T was on the morning of this fatal day, between the hours of nine and ten, that I was sitting down in my room, just finishing a letter, when the papers and table I was writing on began to tremble with a gentle motion, which rather surprised me, as I could not perceive a breath of wind stirring. Whilst I was reflecting what this could be owing to, but without having the least apprehension of the real cause, the whole house began to shake from the very foundation, which at first I imputed to the rattling of several coaches in the main street, which usually passed that way at this time; but on hearkening more attentively, I was soon undeceived, as I found it was owing to a strange, frightful kind of noise under ground, resembling the distant rumbling of thunder. All this passed in less than a minute, and I must confess I now began to be alarmed, as it naturally occurred to me that this noise might possibly be the forerunner of an earthquake, as one I remembered, which had happened about six or seven years ago, in the Island of Madeira, commenced in the same manner, though it did little or no damage.

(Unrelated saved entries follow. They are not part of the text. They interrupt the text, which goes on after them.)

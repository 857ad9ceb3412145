//! One locked crawl run: prune, discover, extract, classify, store.
//!
//! A run holds the [`RunLock`] for its whole duration. When the lock is already
//! taken the run is dropped, not queued. Within a run everything is sequential
//! over a single fetcher, and a failure on one article is logged and counted
//! without touching the rest of the batch.

use crate::api::ChatBackend;
use crate::config::AppConfig;
use crate::error::{ConfigError, IngestError, StoreError};
use crate::lock::RunLock;
use crate::models::{ArticleLink, Category, SiteVariant};
use crate::scrapers::SiteProfile;
use crate::scrapers::discovery::{discover_articles, discover_categories};
use crate::scrapers::extractor::extract;
use crate::scrapers::fetcher::PageFetcher;
use crate::sentiment::{Sentiment, SentimentClassifier};
use crate::store::NewsStore;
use crate::utils::checked_ago;
use chrono::{TimeDelta, Utc};
use std::collections::HashSet;
use std::sync::Arc;
use std::time::Instant;
use tracing::{debug, error, info, instrument, warn};

/// Result of asking for a run.
#[derive(Debug, Clone, PartialEq, Eq)]
pub enum RunOutcome {
    /// Another run held the lock; nothing was done.
    AlreadyRunning,
    Completed(Vec<VariantReport>),
}

/// Counters for one site variant within a run.
#[derive(Debug, Clone, PartialEq, Eq)]
pub struct VariantReport {
    pub variant: SiteVariant,
    pub categories: usize,
    /// Unique article links found across all listings.
    pub discovered: usize,
    pub created: usize,
    /// Already stored under the same headline.
    pub existing: usize,
    /// Unreachable pages and pages failing the image or publish-time gate.
    pub skipped: usize,
    /// Storage errors.
    pub failed: usize,
    /// Stored without a sentiment label because the classifier was unavailable.
    pub unlabelled: usize,
}

impl VariantReport {
    fn new(variant: SiteVariant) -> Self {
        Self {
            variant,
            categories: 0,
            discovered: 0,
            created: 0,
            existing: 0,
            skipped: 0,
            failed: 0,
            unlabelled: 0,
        }
    }
}

enum ArticleOutcome {
    Created { labelled: bool },
    Existing,
    Skipped,
}

pub struct Ingestor<B> {
    config: Arc<AppConfig>,
    site: SiteProfile,
    store: NewsStore,
    classifier: SentimentClassifier<B>,
}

Upon this I threw down my pen, and started to my feet, remaining a moment in suspense, whether I should stay in the apartment or run into the street, as the danger in both places seemed equal; and still flattering myself that this tremor might produce no other effects than such inconsiderable ones as had been felt at Madeira; but in a moment I was roused from my dream, being stunned by a horrible crash, as if every edifice in the city had tumbled down at once. The house I was in shook with such violence, that the upper stories immediately fell, and though my apartment (which was the first floor) did not then share the same fate, yet everything was thrown out of its place, in such a manner that it was with no small difficulty I kept my feet, and expected nothing less than to be soon crushed to death, as the walls continued rocking to and fro in the frightfullest manner, opening in several places; large stones falling down on every side from the cracks, and the ends

of most of the rafters starting out from the roof. To add to this terrifying scene, the sky in a moment became so gloomy that I could now distinguish no particular object: it was an Egyptian darkness, indeed, such as might be felt; owing, no doubt, to the prodigious clouds of dust and lime raised from so violent a concussion, and, as some reported, to sulphurous exhalations; but this I cannot affirm; however, it is certain, I found myself almost choked for near ten minutes.-Davy.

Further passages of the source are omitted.